On the Menu: Fuel your new exercise regime with a good diet: Ready, steady, go

Eat the right foods and you will be better prepared to keep to your exercise plan, says Paula Mee

Your goal is to have at least two fruits and three portions of vegetables a day. Eat a rainbow. Photograph: Thinkstock

Your goal is to have at least two fruits and three portions of vegetables a day. Eat a rainbow. Photograph: Thinkstock

 

There are no quick ways of losing weight that will ensure you keep it off forever, and there are no easy ways to get fit, but there are tricks you can employ along the way.
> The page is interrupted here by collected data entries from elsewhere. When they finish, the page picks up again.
impl VersionSet {
    /// Validates an explicit list of version names.
    ///
    /// Unknown names are `NotFound`. A RETIRED version, or two versions of
    /// the same code system, is a `ResolutionConflict`.
    pub fn explicit<'s, S: AsRef<str>>(
        store: &'s dyn CatalogStore,
        names: &[S],
    ) -> ResolverResult<Vec<&'s CodeSystemVersion>> {
        let mut by_system: BTreeMap<&str, &'s CodeSystemVersion> = BTreeMap::new();
        let mut versions = BTreeMap::new();

        for name in names {
            let name = name.as_ref();
            let version = store
                .code_system_version(name)
                .filter(|v| v.entry_state.is_active())
                .ok_or_else(|| CatalogError::not_found("code system version", name))?;
            if version.state == ResourceState::Retired {
                return Err(ResolverError::ResolutionConflict(format!(
                    "{} is {}",
                    name, version.state
                )));
            }
            if let Some(other) = by_system.insert(version.code_system_name(), version) {
                if other.code_system_version_name != version.code_system_version_name {
                    return Err(ResolverError::ResolutionConflict(format!(
                        "{} and {} are versions of the same code system",
                        other.code_system_version_name, version.code_system_version_name
                    )));
                }
            }
            versions.insert(version.code_system_version_name.as_str(), version);
        }
        Ok(versions.into_values().collect())
    }

    /// Picks the current version of every code system the definition uses.
    ///
    /// A code system is used when it describes a referenced or listed
    /// entity, or when a `CompleteCodeSystem` entry names it. Its current
    /// version is the last FINAL, ACTIVE version in catalog order. Pinned
    /// `CompleteCodeSystem` versions are used as given.
    pub fn current<'s>(
        store: &'s dyn CatalogStore,
        definition: &ValueSetDefinition,
    ) -> ResolverResult<Vec<&'s CodeSystemVersion>> {
        let mut systems = BTreeSet::new();
        let mut pinned = BTreeMap::new();

        for entry in &definition.entries {
            match &entry.source {
                DefinitionSource::AssociatedEntities(associated) => {
                    systems.extend(describing_systems(store, &associated.referenced_entity));
                }
                DefinitionSource::SpecificEntities(entities) => {
                    for entity in entities {
                        systems.extend(describing_systems(store, entity));
                    }
                }
                DefinitionSource::CompleteCodeSystem {
                    code_system,
                    version: Some(version),
                } => {
                    let pinned_version = pinned_version(store, code_system, version)?;
                    pinned.insert(code_system.clone(), pinned_version);
                }
                DefinitionSource::CompleteCodeSystem {
                    code_system,
                    version: None,
                } => {
                    systems.insert(code_system.clone());
                }
            }
        }

        let mut versions = BTreeMap::new();
        for version in pinned.values() {
            versions.insert(version.code_system_version_name.as_str(), *version);
        }
        for system in systems.iter().filter(|s| !pinned.contains_key(*s)) {
            let current = current_version(store, system).ok_or_else(|| {
                ResolverError::ResolutionConflict(format!("no current version of {}", system))
            })?;
            versions.insert(current.code_system_version_name.as_str(), current);
        }
        Ok(versions.into_values().collect())
    }
}

/// The last FINAL, ACTIVE version of a code system in catalog order.
pub fn current_version<'s>(
    store: &'s dyn CatalogStore,
    code_system: &str,
) -> Option<&'s CodeSystemVersion> {
    store
        .code_system_versions()
        .filter(|v| v.code_system_name() == code_system)
        .filter(|v| v.state == ResourceState::Final && v.entry_state.is_active())
        .last()
}

fn describing_systems(store: &dyn CatalogStore, entity: &EntityRef) -> BTreeSet<String> {
    let name = entity.scoped_name();
    store
        .entities()
        .filter(|e| e.name == name)
        .map(|e| e.describing_code_system_version.code_system_name().to_string())
        .collect()
}

fn pinned_version<'s>(
    store: &'s dyn CatalogStore,
    code_system: &str,
    version: &str,
) -> ResolverResult<&'s CodeSystemVersion> {
    let by_id = CodeSystemVersion::version_name(code_system, version);
    store
        .code_system_version(version)
        .filter(|v| v.code_system_name() == code_system)
        .or_else(|| store.code_system_version(&by_id))
        .filter(|v| v.entry_state.is_active())
        .ok_or_else(|| CatalogError::not_found("code system version", by_id).into())
}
Here are some guidelines for eating healthily to complement your new exercise programme and keep you hydrated.

Fruit and vegetables

These provide antioxidant vitamins, minerals and fibre. Your goal is to have at least two fruits and three portions of vegetables a day.

Eat a rainbow. Each day, aim to have: At least one dark green vegetable (for example, broccoli, cabbage, rocket, spinach) for iron and folic acid; at least one red fruit or vegetable (tomatoes, watermelon, peppers) for lycopene; at least one type of berry or citrus fruit (raspberries, blueberries, oranges) for immune-boosting flavonoids and vitamin C; at least one orange/yellow fruit or vegetable (carrots, orange peppers, mango) for antioxidants and beta-carotene.
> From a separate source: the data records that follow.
impl GraphView {
    fn parse(segment: &str) -> Option<Self> {
        match segment.to_ascii_lowercase().as_str() {
            "children" => Some(GraphView::Children),
            "subjectof" => Some(GraphView::SubjectOf),
            "targetof" => Some(GraphView::TargetOf),
            _ => None,
        }
    }
}

impl fmt::Display for GraphView {
    fn fmt(&self, f: &mut fmt::Formatter<'_>) -> fmt::Result {
        match self {
            GraphView::Children => write!(f, "children"),
            GraphView::SubjectOf => write!(f, "subjectof"),
            GraphView::TargetOf => write!(f, "targetof"),
        }
    }
}

/// The resource a request addresses.
#[derive(Debug, Clone, PartialEq, Eq)]
#[cfg_attr(feature = "serde", derive(serde::Serialize, serde::Deserialize))]
#[allow(missing_docs)]
pub enum Resource {
    /// `/service`
    Service,
    /// `/codesystemversions`
    CodeSystemVersions,
    /// `/codesystem/{cs}/version/{v}`
    CodeSystemVersion { code_system: String, version: String },
    /// `/codesystem/{cs}/version/{v}/entities`
    CodeSystemEntities { code_system: String, version: String },
    /// `/codesystem/{cs}/version/{v}/entity/{id}`
    Entity {
        code_system: String,
        version: String,
        entity: EntityId,
    },
    /// `/codesystem/{cs}/version/{v}/entity/{id}/{children|subjectof|targetof}`
    EntityGraph {
        code_system: String,
        version: String,
        entity: EntityId,
        view: GraphView,
    },
    /// `/entities`
    Entities,
    /// `/valuesets`
    ValueSets,
    /// `/valueset/{name}`
    ValueSet { name: String },
    /// `/valueset/{name}/definition/{digest}`
    ValueSetDefinition { name: String, digest: String },
    /// `/valueset/{name}/definition/{digest}/resolution/{n}`
    ValueSetResolution {
        name: String,
        digest: String,
        ordinal: usize,
    },
    /// `/resolvedvaluesets`
    ResolvedValueSets,
    /// `/mapversions`
    MapVersions,
    /// `/map/{name}`
    Map { name: String },
    /// `/map/{name}/versions`
    MapVersionsOf { name: String },
    /// `/map/{name}/version/{v}`
    MapVersion { map: String, version: String },
    /// `/map/{name}/version/{v}/entries`
    MapEntries { map: String, version: String },
    /// `/map/{name}/version/{v}/entry/{id}`
    MapEntry {
        map: String,
        version: String,
        entity: EntityId,
    },
}

/// Renders the canonical, percent-encoded path.
impl fmt::Display for Resource {
    fn fmt(&self, f: &mut fmt::Formatter<'_>) -> fmt::Result {
        let e = encode_segment;
        match self {
            Resource::Service => write!(f, "/service"),
            Resource::CodeSystemVersions => write!(f, "/codesystemversions"),
            Resource::CodeSystemVersion {
                code_system,
                version,
            } => write!(f, "/codesystem/{}/version/{}", e(code_system), e(version)),
            Resource::CodeSystemEntities {
                code_system,
                version,
            } => write!(
                f,
                "/codesystem/{}/version/{}/entities",
                e(code_system),
                e(version)
            ),
            Resource::Entity {
                code_system,
                version,
                entity,
            } => write!(
                f,
                "/codesystem/{}/version/{}/entity/{}",
                e(code_system),
                e(version),
                e(&entity.to_string())
            ),
            Resource::EntityGraph {
                code_system,
                version,
                entity,
                view,
            } => write!(
                f,
                "/codesystem/{}/version/{}/entity/{}/{}",
                e(code_system),
                e(version),
                e(&entity.to_string()),
                view
            ),
            Resource::Entities => write!(f, "/entities"),
            Resource::ValueSets => write!(f, "/valuesets"),
            Resource::ValueSet { name } => write!(f, "/valueset/{}", e(name)),
            Resource::ValueSetDefinition { name, digest } => {
                write!(f, "/valueset/{}/definition/{}", e(name), e(digest))
            }
            Resource::ValueSetResolution {
                name,
                digest,
                ordinal,
            } => write!(
                f,
                "/valueset/{}/definition/{}/resolution/{}",
                e(name),
                e(digest),
                ordinal
            ),
            Resource::ResolvedValueSets => write!(f, "/resolvedvaluesets"),
            Resource::MapVersions => write!(f, "/mapversions"),
            Resource::Map { name } => write!(f, "/map/{}", e(name)),
            Resource::MapVersionsOf { name } => write!(f, "/map/{}/versions", e(name)),
            Resource::MapVersion { map, version } => {
                write!(f, "/map/{}/version/{}", e(map), e(version))
            }
            Resource::MapEntries { map, version } => {
                write!(f, "/map/{}/version/{}/entries", e(map), e(version))
            }
            Resource::MapEntry {
                map,
                version,
                entity,
            } => write!(
                f,
                "/map/{}/version/{}/entry/{}",
                e(map),
                e(version),
                e(&entity.to_string())
            ),
        }
    }
}

/// A parsed request: resource plus query parameters.
#[derive(Debug, Clone, PartialEq, Eq)]
#[cfg_attr(feature = "serde", derive(serde::Serialize, serde::Deserialize))]
pub struct Cts2Request {
    /// Addressed resource.
    pub resource: Resource,
    /// Query parameters.
    pub params: QueryParams,
}

impl Cts2Request {
    /// A request with default parameters.
    pub fn new(resource: Resource) -> Self {
        Self {
            resource,
            params: QueryParams::default(),
        }
    }

    /// Replaces the parameters.
    pub fn with_params(mut self, params: QueryParams) -> Self {
        self.params = params;
        self
    }
}

/// Parse a request path with optional query string.
///
/// # Examples
///
/// ```rust
/// use cts2_model::request::{parse_request, Resource};
///
/// let request = parse_request("/valueset/FDA%20Terminology?format=json").unwrap();
/// assert_eq!(
///     request.resource,
///     Resource::ValueSet { name: "FDA Terminology".to_string() }
/// );
/// ```
pub fn parse_request(input: &str) -> RequestResult<Cts2Request> {
    let input = input.trim();
    if input.is_empty() {
        return Err(RequestError::EmptyPath);
    }

    let (path, query) = match input.split_once('?') {
        Some((path, query)) => (path, Some(query)),
        None => (input, None),
    };

    let raw_segments = match all_consuming(path_segments)(path) {
        Ok((_, segments)) => segments,
        Err(nom::Err::Error(e)) | Err(nom::Err::Failure(e)) => {
            return Err(RequestError::ParseError {
                position: input.offset(e.input),
                message: format!("unexpected input at: '{}'", truncate(e.input, 20)),
            })
        }
        Err(nom::Err::Incomplete(_)) => {
            return Err(RequestError::ParseError {
                position: path.len(),
                message: "incomplete path".to_string(),
            })
        }
    };
    if raw_segments.is_empty() {
        return Err(RequestError::EmptyPath);
    }

    let segments = raw_segments
        .iter()
        .map(|raw| decode_at(input, raw, false))
        .collect::<RequestResult<Vec<_>>>()?;

    let params = match query {
        Some(query) => QueryParams::from_pairs(query_pairs(input, query)?)?,
        None => QueryParams::default(),
    };

    Ok(Cts2Request {
        resource: route(&segments, path)?,
        params,
    })
}

fn truncate(s: &str, max_len: usize) -> &str {
    match s.char_indices().nth(max_len) {
        Some((end, _)) => &s[..end],
        None => s,
    }
}

// ============================================================================
// Path tokenizing
// ============================================================================

fn path_segments(input: &str) -> IResult<&str, Vec<&str>> {
    preceded(
        opt(char('/')),
        terminated(separated_list0(char('/'), raw_segment), opt(char('/'))),
    )(input)
}

fn raw_segment(input: &str) -> IResult<&str, &str> {
    take_while1(|c| c != '/')(input)
}

// ============================================================================
// Percent-decoding
// ============================================================================

enum Piece {
    Byte(u8),
    Char(char),
}

fn escaped_byte(input: &str) -> IResult<&str, Piece> {
    map(
        preceded(
            char('%'),
            map_res(
                take_while_m_n(2, 2, |c: char| c.is_ascii_hexdigit()),
                |hex: &str| u8::from_str_radix(hex, 16),
            ),
        ),
        Piece::Byte,
    )(input)
}

fn plain_char(input: &str) -> IResult<&str, Piece> {
    map(verify(anychar, |c: &char| *c != '%'), Piece::Char)(input)
}

/// Decodes escapes and raw characters; in query text a raw `+` is a space.
fn encoded_text(plus_as_space: bool) -> impl FnMut(&str) -> IResult<&str, Vec<u8>> {
    move |input: &str| {
        fold_many0(
            alt((escaped_byte, plain_char)),
            Vec::new,
            move |mut bytes, piece| {
                match piece {
                    Piece::Byte(b) => bytes.push(b),
                    Piece::Char('+') if plus_as_space => bytes.push(b' '),
                    Piece::Char(c) => {
                        let mut buf = [0u8; 4];
                        bytes.extend_from_slice(c.encode_utf8(&mut buf).as_bytes());
                    }
                }
                bytes
            },
        )(input)
    }
}

/// Decodes `raw`, a slice of `input`, reporting errors at their offset in `input`.
fn decode_at(input: &str, raw: &str, plus_as_space: bool) -> RequestResult<String> {
    let base = input.offset(raw);
    let bytes = match all_consuming(encoded_text(plus_as_space))(raw) {
        Ok((_, bytes)) => bytes,
        Err(nom::Err::Error(e)) | Err(nom::Err::Failure(e)) => {
            return Err(RequestError::ParseError {
                position: base + raw.offset(e.input),
                message: format!("invalid percent-escape at: '{}'", truncate(e.input, 20)),
            })
        }
        Err(nom::Err::Incomplete(_)) => {
            return Err(RequestError::ParseError {
                position: base + raw.len(),
                message: "incomplete percent-escape".to_string(),
            })
        }
    };
    String::from_utf8(bytes).map_err(|_| RequestError::ParseError {
        position: base,
        message: "percent-escapes do not form valid UTF-8".to_string(),
    })
}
Bread, cereals and potatoes

These provide energy and fibre. Your goal is to have a high-fibre carbohydrate at each of your three meals.

Start each day with porridge made on low-fat milk and topped with seeds and berries, or two small slices of wholegrain toast with almond or cashew butter, topped with a ripe banana.

Make sure you choose wholegrain varieties of pasta and rice, or potatoes in their skins, or quinoa, for lunch and dinner. Choose your fillings and toppings carefully: tomato-based or vegetable-based ratatouille and sauces.

Milk and dairy products

These provide calcium, vitamins, minerals and protein. Your goal is to have three portions a day. A portion is 200ml milk, 125g yogurt or 30g (matchbox-sized) piece of cheese.

Choose low-fat yogurts, reduced-fat crème fraiche and lower fat cheese such as brie, feta and mozzarella.

Protein-rich foods

These provide protein and minerals such as zinc and iron. Your goal is to have two to three portions a day.

Choose seafood, lean red meat, chicken and turkey, fish, eggs, pulses and beans.

Mix different legumes with your meats to help them go further. Beans, pulses and lentils can bulk out meals and are a valuable source of soluble fibre.

Essential fats and oils

These provide energy, essential fatty acids and fat-soluble vitamins. Your goal is to use these sparingly.

Choose olive or rapeseed oil rather than blended vegetable oils when cooking.

Oily fish (salmon, sardines, mackerel and herring) will provide you with essential omega-3 fatty acids.

Nuts and seeds are also providers of good fats, so snack on a handful of these every day.

Preventing dehydration

Just a 2 per cent reduction in body weight through dehydration causes a 10-20 per cent loss of performance and early fatigue. Higher losses cause nausea, dizziness and vomiting.

You can check for dehydration by noting the colour, volume and frequency of your urine. Aim for light pale yellow urine, high volume and high frequency.